Des ONG s’inquiètent d’un retour de subventions à la construction de navires


AFP le 05/04/2019 à 10:12

Les ONG Bloom et WWF ont dénoncé jeudi un vote du Parlement européen visant à réintroduire après 2020 des subventions à la construction de navires, interdites depuis 2005 pour lutter contre la surpêche qui menace de nombreux stocks de poissons.

Le parlement européen s’est penché mercredi et jeudi sur le Fonds européen pour les affaires maritimes et la pêche (FEAMP) pour la période 2021-2027, doté d’une enveloppe de 6 milliards d’euros. Les députés ont voté en séance plénière en faveur d’« un soutien financier public à l’achat de nouveaux bateaux de pêche ainsi qu’à la modernisation d’anciens bateaux, augmentant ainsi la capacité de la flotte de l’Union européenne, qui dans certaines pêcheries est environ deux à trois fois supérieure à ce qu’une pêche durable stipule », dénonce WWF dans un communiqué.

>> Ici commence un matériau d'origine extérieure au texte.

//! TWSE monthly daily-history: wire types, client, and row mapper

use chrono::{Datelike, NaiveDate};
use serde::Deserialize;
use serde_json::Value;

use crate::error::{Error, Result};
use crate::http::{FetchClient, HttpRequest, decode_success, parse_value, relay_url, with_query};

/// `stat` value of a successful response.
pub const STAT_OK: &str = "OK";

/// Shown when a failed response carries no `stat` of its own.
pub const NO_DATA: &str = "查無資料，請確認股票代號";

const ROW_FIELDS: usize = 9;

#[derive(Debug, Deserialize)]
struct StockDayResponse {
    #[serde(default)]
    stat: String,
    #[serde(default)]
    title: Option<String>,
    #[serde(default)]
    data: Vec<Vec<Value>>,
}

/// Direction of a day's price change, inferred from the sign character.
#[derive(Debug, Clone, Copy, PartialEq, Eq)]
pub enum ChangeDirection {
    Up,
    Down,
    Flat,
}

impl ChangeDirection {
    /// Substring test on `+`/`-`. Values without an explicit sign (e.g.
    /// `"0.00"`) are `Flat`.
    pub fn classify(change: &str) -> Self {
        if change.contains('+') {
            ChangeDirection::Up
        } else if change.contains('-') {
            ChangeDirection::Down
        } else {
            ChangeDirection::Flat
        }
    }
}

/// One trading day: `[date, volume, turnover, open, high, low, close, change, trades]`.
#[derive(Debug, Clone, PartialEq, Eq)]
pub struct StockRow {
    pub date: String,
    /// Shares, with thousands separators as sent
    pub volume: String,
    pub turnover: String,
    pub open: String,
    pub high: String,
    pub low: String,
    pub close: String,
    pub change: String,
    pub trades: String,
}

impl StockRow {
    /// Volume in thousands of shares, rounded to nearest.
    pub fn volume_thousands(&self) -> Option<u64> {
        volume_thousands(&self.volume)
    }

    pub fn direction(&self) -> ChangeDirection {
        ChangeDirection::classify(&self.change)
    }
}

#[derive(Debug, Clone, PartialEq, Eq)]
pub struct StockHistory {
    pub title: String,
    pub rows: Vec<StockRow>,
}

/// `"12,345"` → `12`; `"12,500"` → `13`.
pub fn volume_thousands(raw: &str) -> Option<u64> {
    let digits: String = raw.chars().filter(|c| *c != ',').collect();
    let shares: u64 = digits.trim().parse().ok()?;
    Some(shares.saturating_add(500) / 1000)
}

fn cell(value: &Value) -> String {
    match value {
        Value::String(s) => s.clone(),
        other => other.to_string(),
    }
}

fn map_row(index: usize, row: &[Value]) -> Result<StockRow> {
    if row.len() < ROW_FIELDS {
        return Err(Error::Decode(format!(
            "row {index} has {} fields, expected {ROW_FIELDS}",
            row.len()
        )));
    }
    Ok(StockRow {
        date: cell(&row[0]),
        volume: cell(&row[1]),
        turnover: cell(&row[2]),
        open: cell(&row[3]),
        high: cell(&row[4]),
        low: cell(&row[5]),
        close: cell(&row[6]),
        change: cell(&row[7]),
        trades: cell(&row[8]),
    })
}

/// Validate `stat` and map rows. Pure.
pub fn map_history(raw: &Value) -> Result<StockHistory> {
    let response: StockDayResponse = parse_value(raw.clone())?;
    if response.stat != STAT_OK {
        let message = match response.stat.trim() {
            "" => NO_DATA.to_string(),
            _ => response.stat,
        };
        return Err(Error::Upstream { message });
    }

    let rows = response
        .data
        .iter()
        .enumerate()
        .map(|(i, row)| map_row(i, row))
        .collect::<Result<Vec<_>>>()?;

    Ok(StockHistory {
        title: response.title.unwrap_or_default(),
        rows,
    })
}

/// `YYYYMM01` for the month containing `day`. TWSE returns the whole month
/// for any date inside it.
pub fn month_param(day: NaiveDate) -> String {
    format!("{:04}{:02}01", day.year(), day.month())
}

pub struct StockClient {
    fetch: FetchClient,
    url: String,
    relay: Option<String>,
}

impl StockClient {
    pub fn new(fetch: FetchClient, url: impl Into<String>, relay: Option<String>) -> Self {
        Self {
            fetch,
            url: url.into(),
            relay,
        }
    }

    pub fn request_url(&self, code: &str, month: NaiveDate) -> String {
        let target = with_query(
            &self.url,
            &[
                ("response", "json"),
                ("date", &month_param(month)),
                ("stockNo", code),
            ],
        );
        match self.relay.as_deref() {
            Some(proxy) => relay_url(proxy, &target),
            None => target,
        }
    }

    pub async fn daily_history(&self, code: &str, month: NaiveDate) -> Result<StockHistory> {
        let code = code.trim();
        if code.is_empty() {
            return Err(Error::missing_input("Please enter a stock code."));
        }
        tracing::info!(code, month = %month_param(month), relayed = self.relay.is_some(), "fetching stock history");
        let response = self
            .fetch
            .send_raw(HttpRequest::get(self.request_url(code, month)))
            .await?;
        if self.relay.is_some() && !response.is_success() {
            // the relay does not forward upstream statuses faithfully
            return Err(Error::Network(format!(
                "relay returned status {}",
                response.status
            )));
        }
        map_history(&decode_success(&response)?)
    }
}

#[cfg(test)]
mod tests {
    use super::*;
    use crate::http::fake::ScriptedTransport;
    use serde_json::json;

    fn document() -> Value {
        json!({
            "stat": "OK",
            "date": "20240501",
            "title": "113年05月 2330 台積電 各日成交資訊",
            "fields": ["日期","成交股數","成交金額","開盤價","最高價","最低價","收盤價","漲跌價差","成交筆數"],
            "data": [
                ["113/05/02","25,532,117","19,690,212,880","771.00","775.00","768.00","772.00","+1.50","27,567"],
                ["113/05/03","12,345","9,000,000","772.00","780.00","770.00","771.80","-0.20","9,100"],
                ["113/05/06","12,500","9,000,000","771.80","771.80","771.80","771.80"," 0.00","18"]
            ]
        })
    }

    #[test]
    fn test_volume_thousands() {
        assert_eq!(volume_thousands("12,345"), Some(12));
        assert_eq!(volume_thousands("12,500"), Some(13));
        assert_eq!(volume_thousands("25,532,117"), Some(25532));
        assert_eq!(volume_thousands("n/a"), None);
        assert_eq!(volume_thousands(&u64::MAX.to_string()), Some(u64::MAX / 1000));
    }

    #[test]
    fn test_change_classification() {
        assert_eq!(ChangeDirection::classify("+1.50"), ChangeDirection::Up);
        assert_eq!(ChangeDirection::classify("-0.20"), ChangeDirection::Down);
        assert_eq!(ChangeDirection::classify("0.00"), ChangeDirection::Flat);
        assert_eq!(ChangeDirection::classify("X0.00"), ChangeDirection::Flat);
    }

    #[test]
    fn test_map_history_rows() {
        let history = map_history(&document()).unwrap();
        assert_eq!(history.title, "113年05月 2330 台積電 各日成交資訊");
        assert_eq!(history.rows.len(), 3);

        let row = &history.rows[1];
        assert_eq!(row.date, "113/05/03");
        assert_eq!(row.volume_thousands(), Some(12));
        assert_eq!(row.close, "771.80");
        assert_eq!(row.direction(), ChangeDirection::Down);
        assert_eq!(history.rows[2].direction(), ChangeDirection::Flat);
    }

    #[test]
    fn test_non_ok_stat_is_upstream_error() {
        let raw = json!({ "stat": "很抱歉，沒有符合條件的資料!" });
        assert_eq!(
            map_history(&raw).unwrap_err(),
            Error::Upstream {
                message: "很抱歉，沒有符合條件的資料!".into()
            }
        );
    }

    #[test]
    fn test_blank_or_missing_stat_falls_back_to_no_data() {
        let no_data = Error::Upstream {
            message: NO_DATA.into(),
        };
        assert_eq!(map_history(&json!({ "stat": "" })).unwrap_err(), no_data);
        assert_eq!(map_history(&json!({ "total": 0 })).unwrap_err(), no_data);
    }

    #[test]
    fn test_short_row_is_decode_error() {
        let raw = json!({ "stat": "OK", "data": [["113/05/02", "1,000"]] });
        assert!(matches!(map_history(&raw).unwrap_err(), Error::Decode(_)));
    }

    #[test]
    fn test_mapping_is_pure() {
        let raw = document();
        assert_eq!(map_history(&raw).unwrap(), map_history(&raw).unwrap());
    }

    #[test]
    fn test_month_param() {
        let day = NaiveDate::from_ymd_opt(2024, 5, 17).unwrap();
        assert_eq!(month_param(day), "20240501");
    }

    #[test]
    fn test_request_url_through_relay() {
        let transport = ScriptedTransport::ok(200, "{}");
        let client = StockClient::new(
            FetchClient::new(transport),
            "https://twse.test/STOCK_DAY",
            Some("https://relay.test/raw".into()),
        );
        let day = NaiveDate::from_ymd_opt(2024, 5, 17).unwrap();
        assert_eq!(
            client.request_url("2330", day),
            "https://relay.test/raw?url=https%3A%2F%2Ftwse.test%2FSTOCK_DAY%3Fresponse%3Djson%26date%3D20240501%26stockNo%3D2330"
        );
    }

    #[tokio::test]
    async fn test_daily_history_direct() {
        let transport = ScriptedTransport::ok(200, &document().to_string());
        let client = StockClient::new(
            FetchClient::new(transport.clone()),
            "https://twse.test/STOCK_DAY",
            None,
        );
        let day = NaiveDate::from_ymd_opt(2024, 5, 17).unwrap();

        let history = client.daily_history("2330", day).await.unwrap();
        assert_eq!(history.rows.len(), 3);
        assert_eq!(
            transport.last_request().url,
            "https://twse.test/STOCK_DAY?response=json&date=20240501&stockNo=2330"
        );
    }

    #[tokio::test]
    async fn test_relay_failure_surfaces_as_network_error() {
        let transport = ScriptedTransport::ok(522, "origin timeout");
        let client = StockClient::new(
            FetchClient::new(transport),
            "https://twse.test/STOCK_DAY",
            Some("https://relay.test/raw".into()),
        );
        let day = NaiveDate::from_ymd_opt(2024, 5, 17).unwrap();

        let err = client.daily_history("2330", day).await.unwrap_err();
        assert_eq!(err, Error::Network("relay returned status 522".into()));
    }
}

Réintroduire de telles subventions « constituerait un échec majeur par rapport aux efforts déployés actuellement pour réduire la surcapacité de la flotte de pêche de l’Union européenne », avertit Ludovic Frère-Escoffier, responsable du programme Océans au WWF France, cité dans le communiqué, alors que ce texte doit encore faire l’objet d’une négociation entre le Conseil de l’Europe, le Parlement et la Commission.

« C’est catastrophique », a dit Valérie Le Brenne, de Bloom à l’AFP. Elle dénonce « un pas en arrière immense et qui envoie un très mauvais signal à l’international ». Les subventions pour le renouvellement des navires de pêche ont été supprimées dans l’UE au 1er janvier 2005 et un peu plus tard dans les régions ultrapériphériques. Par ailleurs, le Parlement a voté pour que 25 % du budget du FEAMP soit consacré à la protection et à la restauration de l’environnement marin, se réjouit WWF. Selon l’agence des Nations unies pour l’alimentation et l’agriculture (FAO), près d’un tiers des stocks de poissons dans le monde sont surexploités, environ 58 % des stocks pleinement exploités et seulement 10,5 % sous-exploités.